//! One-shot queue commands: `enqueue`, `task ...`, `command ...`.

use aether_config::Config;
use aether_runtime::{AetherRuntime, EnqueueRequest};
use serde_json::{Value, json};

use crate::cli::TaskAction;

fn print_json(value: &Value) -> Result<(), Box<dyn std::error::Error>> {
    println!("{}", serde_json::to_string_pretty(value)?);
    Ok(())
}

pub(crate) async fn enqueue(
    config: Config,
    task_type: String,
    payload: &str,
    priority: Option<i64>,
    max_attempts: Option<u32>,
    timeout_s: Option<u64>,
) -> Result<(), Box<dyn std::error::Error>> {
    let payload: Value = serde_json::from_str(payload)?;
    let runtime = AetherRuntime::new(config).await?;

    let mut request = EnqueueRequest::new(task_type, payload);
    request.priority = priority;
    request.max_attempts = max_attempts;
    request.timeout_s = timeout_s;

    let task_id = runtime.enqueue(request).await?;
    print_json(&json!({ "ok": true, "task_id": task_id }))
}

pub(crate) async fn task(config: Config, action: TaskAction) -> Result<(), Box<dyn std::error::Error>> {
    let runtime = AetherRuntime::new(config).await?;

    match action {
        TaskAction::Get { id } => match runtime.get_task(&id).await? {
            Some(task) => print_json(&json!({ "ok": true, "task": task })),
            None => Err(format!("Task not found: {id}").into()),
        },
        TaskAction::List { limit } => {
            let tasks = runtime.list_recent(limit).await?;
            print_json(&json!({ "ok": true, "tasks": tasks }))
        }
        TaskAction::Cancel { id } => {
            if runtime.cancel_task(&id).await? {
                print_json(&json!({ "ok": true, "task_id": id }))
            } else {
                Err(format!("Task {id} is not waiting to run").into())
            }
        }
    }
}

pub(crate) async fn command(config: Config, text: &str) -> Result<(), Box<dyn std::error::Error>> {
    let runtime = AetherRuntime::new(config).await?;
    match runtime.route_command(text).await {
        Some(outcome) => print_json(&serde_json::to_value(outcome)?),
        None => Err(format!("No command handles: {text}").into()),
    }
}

◇ ◇ ◇ ◇ ◇ ◇ ◇

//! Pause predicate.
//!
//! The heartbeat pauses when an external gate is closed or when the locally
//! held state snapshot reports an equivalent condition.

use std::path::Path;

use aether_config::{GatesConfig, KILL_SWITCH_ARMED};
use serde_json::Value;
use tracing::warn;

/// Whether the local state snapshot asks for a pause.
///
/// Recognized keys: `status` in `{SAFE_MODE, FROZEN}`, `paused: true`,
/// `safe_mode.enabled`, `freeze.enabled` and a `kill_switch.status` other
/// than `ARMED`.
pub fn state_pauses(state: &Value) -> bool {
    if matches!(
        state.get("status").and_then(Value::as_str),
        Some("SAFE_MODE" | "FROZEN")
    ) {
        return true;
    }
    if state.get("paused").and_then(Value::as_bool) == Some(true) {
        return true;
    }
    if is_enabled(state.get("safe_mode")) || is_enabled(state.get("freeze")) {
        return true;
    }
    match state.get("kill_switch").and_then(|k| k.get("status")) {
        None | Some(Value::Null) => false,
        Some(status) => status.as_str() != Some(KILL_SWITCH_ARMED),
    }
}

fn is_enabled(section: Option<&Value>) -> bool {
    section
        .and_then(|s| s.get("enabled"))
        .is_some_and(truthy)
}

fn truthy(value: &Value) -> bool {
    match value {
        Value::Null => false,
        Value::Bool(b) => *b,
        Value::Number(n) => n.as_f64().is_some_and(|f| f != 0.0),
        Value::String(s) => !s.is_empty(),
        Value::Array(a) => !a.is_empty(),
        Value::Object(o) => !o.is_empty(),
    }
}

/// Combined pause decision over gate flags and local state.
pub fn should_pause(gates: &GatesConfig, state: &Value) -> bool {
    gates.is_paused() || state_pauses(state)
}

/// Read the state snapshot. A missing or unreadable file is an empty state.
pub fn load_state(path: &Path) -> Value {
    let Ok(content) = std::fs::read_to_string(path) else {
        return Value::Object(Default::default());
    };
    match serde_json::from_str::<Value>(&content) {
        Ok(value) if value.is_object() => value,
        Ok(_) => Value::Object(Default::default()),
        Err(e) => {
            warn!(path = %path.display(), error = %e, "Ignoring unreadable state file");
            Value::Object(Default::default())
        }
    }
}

◇ ◇ ◇ ◇ ◇ ◇ ◇

:: YOUR INSTRUCTIONS ::
If a line of the records contains the word "truthy", count it; give only the total.

:: EXERCISE ANSWER ::
2